The mice in the study were given either plain water or water enriched with green tea. The dosages given were comparable to human consumption of four cups of green tea per day. All the mice were then injected with collagen for the purpose of inducing arthritis. Collagen-induced arthritis is considered very similar to human rheumatoid arthritis.

The study results concluded that mice which were fed the green tea polyphenols were significantly less susceptible to developing collagen-induced arthritis than the mice not fed green tea polyphenols. Of the mice fed green tea that did develop arthritis, it occurred as late onset and mild. Only 8 out of 18 mice receiving green tea polyphenols developed arthritis, while 17 out of 18 mice not receiving green tea polyphenols developed arthritis.

Examination of joint tissue microscopically revealed marginal infiltration of joint cells in mice receiving the green tea in contrast with massive infiltration in the mice not fed green tea.

The effect of the green tea appeared dramatic.

In many countries such as India, China, and Japan, green tea is regarded as healthful with the potential to prevent certain illnesses. Seemingly, rheumatoid arthritis in these countries exists at a much lower rate than elsewhere around the world and some people believe strongly in the effect of green tea.

EGCG (epigallocatechin 3-gallate) is the polyphenol in green tea which is considered to be the active ingredient. According to a report in Arthritis Research & Therapy (2010), EGCG constitutes up to 63% of total catechins. In terms of antioxidant activity, EGCG is 25 to 100% more potent than vitamin C or vitamin E. One cup of green tea provides 60 to 125 mg catechins (including EGCG). 

The Effect of EGCG on Synovial Fibroblasts

All those years ago, the potential health benefits of green tea captured the attention of researchers rather quickly. In vitro (i.e., in the laboratory) studies were conducted. In 2007, about 8 years after the first study, green tea was making headlines again. This time, researchers at the University of Michigan found that the compound in green tea might help prevent inflammation and joint damage in rheumatoid arthritis patients. 

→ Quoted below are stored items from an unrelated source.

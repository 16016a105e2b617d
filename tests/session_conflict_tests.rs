//! Schedule-session behavior: the three-part conflict check, update
//! self-exclusion, reference resolution and listings.

mod support;

use lectio::db::repositories::LocalRepository;
use lectio::db::repository::{ClassroomRepository, SessionRepository, TimeSlotRepository};
use lectio::models::{NewSession, SessionPatch, TimeSlot, Weekday};
use uuid::Uuid;

use support::{
    assignment_with, classroom_input, date, seed_reference, session_input, slot_input,
    staffed_assignment, ReferenceIds,
};

struct Fixture {
    repo: LocalRepository,
    refs: ReferenceIds,
    room_a: Uuid,
    room_b: Uuid,
    slot_1: TimeSlot,
    slot_2: TimeSlot,
}

async fn fixture() -> Fixture {
    let repo = LocalRepository::new();
    let refs = seed_reference(&repo).await;
    let room_a = repo
        .insert_classroom(classroom_input("Room A", "R-A"))
        .await
        .unwrap()
        .id;
    let room_b = repo
        .insert_classroom(classroom_input("Room B", "R-B"))
        .await
        .unwrap()
        .id;
    let slot_1 = repo
        .insert_time_slot(slot_input(refs.level_id, "1st", (8, 0), (9, 0), 1))
        .await
        .unwrap();
    let slot_2 = repo
        .insert_time_slot(slot_input(refs.level_id, "2nd", (9, 0), (10, 0), 2))
        .await
        .unwrap();

    Fixture {
        repo,
        refs,
        room_a,
        room_b,
        slot_1,
        slot_2,
    }
}

// =========================================================
// Reference resolution
// =========================================================

#[tokio::test]
async fn test_unknown_references_are_not_found() {
    let fx = fixture().await;
    let assignment = staffed_assignment(&fx.repo, fx.refs.year_id).await;

    let cases: Vec<NewSession> = vec![
        session_input(
            Uuid::new_v4(),
            fx.room_a,
            fx.slot_1.id,
            Weekday::Monday,
            fx.refs.year_id,
        ),
        session_input(
            assignment.id,
            Uuid::new_v4(),
            fx.slot_1.id,
            Weekday::Monday,
            fx.refs.year_id,
        ),
        session_input(
            assignment.id,
            fx.room_a,
            Uuid::new_v4(),
            Weekday::Monday,
            fx.refs.year_id,
        ),
        session_input(
            assignment.id,
            fx.room_a,
            fx.slot_1.id,
            Weekday::Monday,
            Uuid::new_v4(),
        ),
    ];

    for input in cases {
        let err = fx.repo.insert_session(input).await.unwrap_err();
        assert!(err.is_not_found());
    }
    assert_eq!(fx.repo.session_count(), 0);
}

#[tokio::test]
async fn test_unstaffed_assignment_is_not_found() {
    let fx = fixture().await;

    let no_teacher = assignment_with(&fx.repo, fx.refs.year_id, None, Some(Uuid::new_v4())).await;
    let err = fx
        .repo
        .insert_session(session_input(
            no_teacher.id,
            fx.room_a,
            fx.slot_1.id,
            Weekday::Monday,
            fx.refs.year_id,
        ))
        .await
        .unwrap_err();
    assert!(err.is_not_found());
    assert!(err.message().contains("no teacher"));

    let no_group = assignment_with(&fx.repo, fx.refs.year_id, Some(Uuid::new_v4()), None).await;
    let err = fx
        .repo
        .insert_session(session_input(
            no_group.id,
            fx.room_a,
            fx.slot_1.id,
            Weekday::Monday,
            fx.refs.year_id,
        ))
        .await
        .unwrap_err();
    assert!(err.is_not_found());
    assert!(err.message().contains("no class group"));
}

#[tokio::test]
async fn test_inverted_date_window_rejected() {
    let fx = fixture().await;
    let assignment = staffed_assignment(&fx.repo, fx.refs.year_id).await;

    let mut input = session_input(
        assignment.id,
        fx.room_a,
        fx.slot_1.id,
        Weekday::Monday,
        fx.refs.year_id,
    );
    input.start_date = date(2026, 6, 30);
    input.end_date = date(2025, 9, 1);

    let err = fx.repo.insert_session(input).await.unwrap_err();
    assert!(err.is_validation());
}

// =========================================================
// Conflict checks
// =========================================================

#[tokio::test]
async fn test_room_occupied_regardless_of_assignment() {
    let fx = fixture().await;
    let a1 = staffed_assignment(&fx.repo, fx.refs.year_id).await;
    let a2 = staffed_assignment(&fx.repo, fx.refs.year_id).await;

    fx.repo
        .insert_session(session_input(
            a1.id,
            fx.room_a,
            fx.slot_1.id,
            Weekday::Monday,
            fx.refs.year_id,
        ))
        .await
        .unwrap();

    let err = fx
        .repo
        .insert_session(session_input(
            a2.id,
            fx.room_a,
            fx.slot_1.id,
            Weekday::Monday,
            fx.refs.year_id,
        ))
        .await
        .unwrap_err();
    assert!(err.is_conflict());
    assert!(err.message().contains("room occupied"));
    assert_eq!(fx.repo.session_count(), 1);
}

#[tokio::test]
async fn test_teacher_double_booked_in_other_room() {
    let fx = fixture().await;
    let teacher = Uuid::new_v4();
    let a1 = assignment_with(&fx.repo, fx.refs.year_id, Some(teacher), Some(Uuid::new_v4())).await;
    let a2 = assignment_with(&fx.repo, fx.refs.year_id, Some(teacher), Some(Uuid::new_v4())).await;

    fx.repo
        .insert_session(session_input(
            a1.id,
            fx.room_a,
            fx.slot_1.id,
            Weekday::Monday,
            fx.refs.year_id,
        ))
        .await
        .unwrap();

    let err = fx
        .repo
        .insert_session(session_input(
            a2.id,
            fx.room_b,
            fx.slot_1.id,
            Weekday::Monday,
            fx.refs.year_id,
        ))
        .await
        .unwrap_err();
    assert!(err.is_conflict());
    assert!(err.message().contains("teacher double-booked"));
}

#[tokio::test]
async fn test_class_group_double_booked_in_other_room() {
    let fx = fixture().await;
    let group = Uuid::new_v4();
    let a1 = assignment_with(&fx.repo, fx.refs.year_id, Some(Uuid::new_v4()), Some(group)).await;
    let a2 = assignment_with(&fx.repo, fx.refs.year_id, Some(Uuid::new_v4()), Some(group)).await;

    fx.repo
        .insert_session(session_input(
            a1.id,
            fx.room_a,
            fx.slot_1.id,
            Weekday::Monday,
            fx.refs.year_id,
        ))
        .await
        .unwrap();

    let err = fx
        .repo
        .insert_session(session_input(
            a2.id,
            fx.room_b,
            fx.slot_1.id,
            Weekday::Monday,
            fx.refs.year_id,
        ))
        .await
        .unwrap_err();
    assert!(err.is_conflict());
    assert!(err.message().contains("class group double-booked"));
}

#[tokio::test]
async fn test_same_tuple_on_other_day_or_slot_is_free() {
    let fx = fixture().await;
    let assignment = staffed_assignment(&fx.repo, fx.refs.year_id).await;

    fx.repo
        .insert_session(session_input(
            assignment.id,
            fx.room_a,
            fx.slot_1.id,
            Weekday::Monday,
            fx.refs.year_id,
        ))
        .await
        .unwrap();

    // Same room and slot on Tuesday.
    fx.repo
        .insert_session(session_input(
            assignment.id,
            fx.room_a,
            fx.slot_1.id,
            Weekday::Tuesday,
            fx.refs.year_id,
        ))
        .await
        .unwrap();

    // Same room and day in the next slot.
    fx.repo
        .insert_session(session_input(
            assignment.id,
            fx.room_a,
            fx.slot_2.id,
            Weekday::Monday,
            fx.refs.year_id,
        ))
        .await
        .unwrap();

    assert_eq!(fx.repo.session_count(), 3);
}

#[tokio::test]
async fn test_inactive_session_does_not_block() {
    let fx = fixture().await;
    let a1 = staffed_assignment(&fx.repo, fx.refs.year_id).await;
    let a2 = staffed_assignment(&fx.repo, fx.refs.year_id).await;

    let mut inactive = session_input(
        a1.id,
        fx.room_a,
        fx.slot_1.id,
        Weekday::Monday,
        fx.refs.year_id,
    );
    inactive.is_active = false;
    fx.repo.insert_session(inactive).await.unwrap();

    fx.repo
        .insert_session(session_input(
            a2.id,
            fx.room_a,
            fx.slot_1.id,
            Weekday::Monday,
            fx.refs.year_id,
        ))
        .await
        .unwrap();
}

// =========================================================
// Updates
// =========================================================

#[tokio::test]
async fn test_update_to_free_slot_succeeds_and_stays_active() {
    let fx = fixture().await;
    let assignment = staffed_assignment(&fx.repo, fx.refs.year_id).await;
    let session = fx
        .repo
        .insert_session(session_input(
            assignment.id,
            fx.room_a,
            fx.slot_1.id,
            Weekday::Monday,
            fx.refs.year_id,
        ))
        .await
        .unwrap();

    let updated = fx
        .repo
        .update_session(
            session.id,
            SessionPatch {
                time_slot_id: Some(fx.slot_2.id),
                ..Default::default()
            },
        )
        .await
        .unwrap();
    assert_eq!(updated.time_slot_id, fx.slot_2.id);
    assert!(updated.is_active);
}

#[tokio::test]
async fn test_update_keeping_own_slot_does_not_self_conflict() {
    let fx = fixture().await;
    let assignment = staffed_assignment(&fx.repo, fx.refs.year_id).await;
    let session = fx
        .repo
        .insert_session(session_input(
            assignment.id,
            fx.room_a,
            fx.slot_1.id,
            Weekday::Monday,
            fx.refs.year_id,
        ))
        .await
        .unwrap();

    // Only the notes change; the occupancy tuple is its own.
    let updated = fx
        .repo
        .update_session(
            session.id,
            SessionPatch {
                notes: Some("moved projector in".to_string()),
                ..Default::default()
            },
        )
        .await
        .unwrap();
    assert_eq!(updated.notes.as_deref(), Some("moved projector in"));
}

#[tokio::test]
async fn test_update_conflict_leaves_row_unchanged() {
    let fx = fixture().await;
    let a1 = staffed_assignment(&fx.repo, fx.refs.year_id).await;
    let a3 = staffed_assignment(&fx.repo, fx.refs.year_id).await;

    let s1 = fx
        .repo
        .insert_session(session_input(
            a1.id,
            fx.room_a,
            fx.slot_1.id,
            Weekday::Monday,
            fx.refs.year_id,
        ))
        .await
        .unwrap();
    // Unrelated session occupying room B in slot 2.
    fx.repo
        .insert_session(session_input(
            a3.id,
            fx.room_b,
            fx.slot_2.id,
            Weekday::Monday,
            fx.refs.year_id,
        ))
        .await
        .unwrap();

    let err = fx
        .repo
        .update_session(
            s1.id,
            SessionPatch {
                classroom_id: Some(fx.room_b),
                time_slot_id: Some(fx.slot_2.id),
                ..Default::default()
            },
        )
        .await
        .unwrap_err();
    assert!(err.is_conflict());

    // Rollback property: every stored field is as before the attempt.
    let current = fx.repo.get_session(s1.id).await.unwrap();
    assert_eq!(current.classroom_id, fx.room_a);
    assert_eq!(current.time_slot_id, fx.slot_1.id);
    assert_eq!(current.day_of_week, Weekday::Monday);
    assert!(current.is_active);
}

#[tokio::test]
async fn test_update_unknown_session_is_not_found() {
    let fx = fixture().await;
    let err = fx
        .repo
        .update_session(Uuid::new_v4(), SessionPatch::default())
        .await
        .unwrap_err();
    assert!(err.is_not_found());
}

// =========================================================
// Deletes and listings
// =========================================================

#[tokio::test]
async fn test_delete_is_unconditional() {
    let fx = fixture().await;
    let assignment = staffed_assignment(&fx.repo, fx.refs.year_id).await;
    let session = fx
        .repo
        .insert_session(session_input(
            assignment.id,
            fx.room_a,
            fx.slot_1.id,
            Weekday::Monday,
            fx.refs.year_id,
        ))
        .await
        .unwrap();

    fx.repo.delete_session(session.id).await.unwrap();
    let err = fx.repo.delete_session(session.id).await.unwrap_err();
    assert!(err.is_not_found());
}

#[tokio::test]
async fn test_listings_filter_and_order() {
    let fx = fixture().await;
    let teacher = Uuid::new_v4();
    let group = Uuid::new_v4();
    let a1 = assignment_with(&fx.repo, fx.refs.year_id, Some(teacher), Some(group)).await;
    let a2 = staffed_assignment(&fx.repo, fx.refs.year_id).await;

    // Tuesday slot 2, Monday slot 2, Monday slot 1 - inserted out of order.
    fx.repo
        .insert_session(session_input(
            a1.id,
            fx.room_a,
            fx.slot_2.id,
            Weekday::Tuesday,
            fx.refs.year_id,
        ))
        .await
        .unwrap();
    fx.repo
        .insert_session(session_input(
            a1.id,
            fx.room_a,
            fx.slot_2.id,
            Weekday::Monday,
            fx.refs.year_id,
        ))
        .await
        .unwrap();
    let mut inactive = session_input(
        a2.id,
        fx.room_b,
        fx.slot_1.id,
        Weekday::Monday,
        fx.refs.year_id,
    );
    inactive.is_active = false;
    fx.repo.insert_session(inactive).await.unwrap();
    fx.repo
        .insert_session(session_input(
            a2.id,
            fx.room_a,
            fx.slot_1.id,
            Weekday::Monday,
            fx.refs.year_id,
        ))
        .await
        .unwrap();

    // Inactive sessions are excluded; order is day then slot order.
    let all = fx.repo.list_sessions().await.unwrap();
    assert_eq!(all.len(), 3);
    assert_eq!(all[0].day_of_week, Weekday::Monday);
    assert_eq!(all[0].time_slot_id, fx.slot_1.id);
    assert_eq!(all[1].time_slot_id, fx.slot_2.id);
    assert_eq!(all[2].day_of_week, Weekday::Tuesday);

    let by_teacher = fx.repo.list_sessions_by_teacher(teacher).await.unwrap();
    assert_eq!(by_teacher.len(), 2);

    let by_group = fx.repo.list_sessions_by_class_group(group).await.unwrap();
    assert_eq!(by_group.len(), 2);

    let by_room = fx.repo.list_sessions_by_classroom(fx.room_a).await.unwrap();
    assert_eq!(by_room.len(), 3);
    let by_room_b = fx.repo.list_sessions_by_classroom(fx.room_b).await.unwrap();
    assert!(by_room_b.is_empty());
}

#[tokio::test]
async fn test_unhealthy_repository_rejects_writes() {
    let fx = fixture().await;
    let assignment = staffed_assignment(&fx.repo, fx.refs.year_id).await;
    fx.repo.set_healthy(false);

    let err = fx
        .repo
        .insert_session(session_input(
            assignment.id,
            fx.room_a,
            fx.slot_1.id,
            Weekday::Monday,
            fx.refs.year_id,
        ))
        .await
        .unwrap_err();
    assert!(matches!(
        err,
        lectio::db::repository::RepositoryError::ConnectionError { .. }
    ));
    assert!(!fx.repo.health_check().await.unwrap());
}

In this study, synovial fibroblasts (cells of the joint lining) were isolated and cultured. The cells were exposed to EGCG. It was determined that EGCG blocked two molecules that are associated with bone breakdown in joints affected by rheumatoid arthritis.

EGCG also blocked prostaglandin E2 which is released by blood vessel walls in response to infection or inflammation. Prostaglandin E2 is associated with joint inflammation.

Clinical Trials of EGCG

The effectiveness of EGCG in human rheumatoid arthritis or osteoarthritis using phase-controlled trials has yet to be performed. While the existing in vitro studies have shown evidence of anti-rheumatic activity of EGCG, more preclinical studies are needed -- and eventually, clinical trials involving patients with joint disease. 

Source:

Proceeding of the National Academy of Sciences, 1999;96:4524-4529

Green tea found to ease inflammation, arthritis pain. NaturalNews.com. David Gutierrez. December 31, 2007.
http://www.naturalnews.com/022435.html

Green teat polyphenol epigallocatechin 3-gallate in arthritis: progress and promise. Salahuddin Ahmed. Arthritis Research and Therapy. April 2010.